Ode to Aquafaba
Hello to all the new readers - welcome to Farmer's Market Femme!
Before we dive into it all, here are some recommendations, as usual.
Obsessed with Salt, Fat, Acid, Heat? Me too. Try your hand at the Ligurian Focaccia. It'll take an overnight rise to come together, but it's well worth the wait.
Bars may be out for now, but bespoke cocktails are very much in. Try your hand at one of the twenty-four classics outlined in this article. (If you're vegan and/or don't want egg whites in your cocktails, friendly reminder that you can always substitute aquafaba foam.)
This recipe collection is the most unique, design-forward take on a recipe collection yet - and as a bonus, each recipe is printable upon donation.
If you, like many of us mere mortals, miss the experience of ordering a latte at your favorite coffeeshop, this tearoom ASRM can replicate the experience slightly. Allow me to humbly suggest making this the soundtrack of your morning.
THIS WEEK: AQUAFABA MOUSSE
Last issue, we talked a bit about aquafaba, the liquid inside of chickpea cans that’s taking the vegan world by storm. I've seen aquafaba meringue, aquafaba macarons, pretty much anything that you can use egg whites for, you can make out of aquafaba.
This week on our aquafaba journey, we're going to start simple — a dessert with under five ingredients but massive payoff: chocolate mousse.
If you don't have cream of tartar, don't fret! It’ll help the aquafaba form stiff peaks faster, but it’s not necessary for the mousse to come together. However, you will need a stand mixer, hand mixer, or immersion blender — I’ve tried whisking aquafaba and it rarely works.
1/2 cup aquafaba (or as much as you can strain out of a can of chickpeas)
2/3 cup high-quality chocolate, ideally between 35 - 50% cacao
Splash of milk (dairy or non-dairy alternative)
1/4 tsp cream of tartar (optional)
In a large pot over low heat, recreate the double boiler experience by adding about an inch of water, then placing a small, heat-safe bowl inside the pot. Pour the chocolate chips into the smaller bowl, then cover the large pot with a lid. Allow the chocolate chips to melt. In the event you have a double boiler, feel free to use that instead.
Allow the chocolate to cool to room temperature, then add in a splash of milk (I used dairy milk, but non-dairy will work just as well).

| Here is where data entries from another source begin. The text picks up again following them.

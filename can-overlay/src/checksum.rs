//! Checksum engine for the legacy frame family
//!
//! The checksum covers encoded payload bytes, not field values, so sealing
//! a snapshot takes a provisional encode with a placeholder checksum, the
//! sum over that payload, and a second encode by the caller.

use crate::frames::ChecksumField;
use crate::packer::FrameEncoder;
use crate::types::{FieldSnapshot, Result};

/// Sum of the first `covered` bytes of `data`, mod 256
pub fn checksum(data: &[u8], covered: usize) -> u8 {
    data.iter()
        .take(covered)
        .fold(0u8, |acc, byte| acc.wrapping_add(*byte))
}

/// Write the checksum for `snapshot` into its checksum field
///
/// Runs the provisional encode. The caller still owns the final encode.
pub fn seal_checksum<E: FrameEncoder + ?Sized>(
    encoder: &E,
    message: &str,
    bus: u8,
    field: ChecksumField,
    snapshot: &mut FieldSnapshot,
) -> Result<u8> {
    snapshot.set(field.name, 0);
    let provisional = encoder.encode(message, bus, snapshot)?;
    let sum = checksum(&provisional.data, field.covered_bytes);

    log::trace!(
        "{}: provisional payload {:02X?} -> checksum 0x{:02X}",
        message,
        provisional.data,
        sum
    );

    snapshot.set(field.name, i64::from(sum));
    Ok(sum)
}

While the chocolate is cooling, pour the aquafaba and cream of tartar (if using) into the bowl of a stand mixer or a mixing bowl. Mix the two together for about 5 minutes, or until you see stiff peaks that resemble an egg white's stiff peaks.
Pour the cooled chocolate into the foam and stir until completely mixed. Run the stand mixer or immersion blender to ensure chocolate is fully incorporated into the whipped aquafaba. Make sure the melted chocolate isn't sticking to the bottom of the pot - not a huge deal if it is, but you'll wind up with chunks of melted chocolate in your mousse.
Pour into small dishes and allow to chill for at least two hours, but ideally overnight.
Remove and serve immediately.
That’s all for now! Stay healthy and hydrated.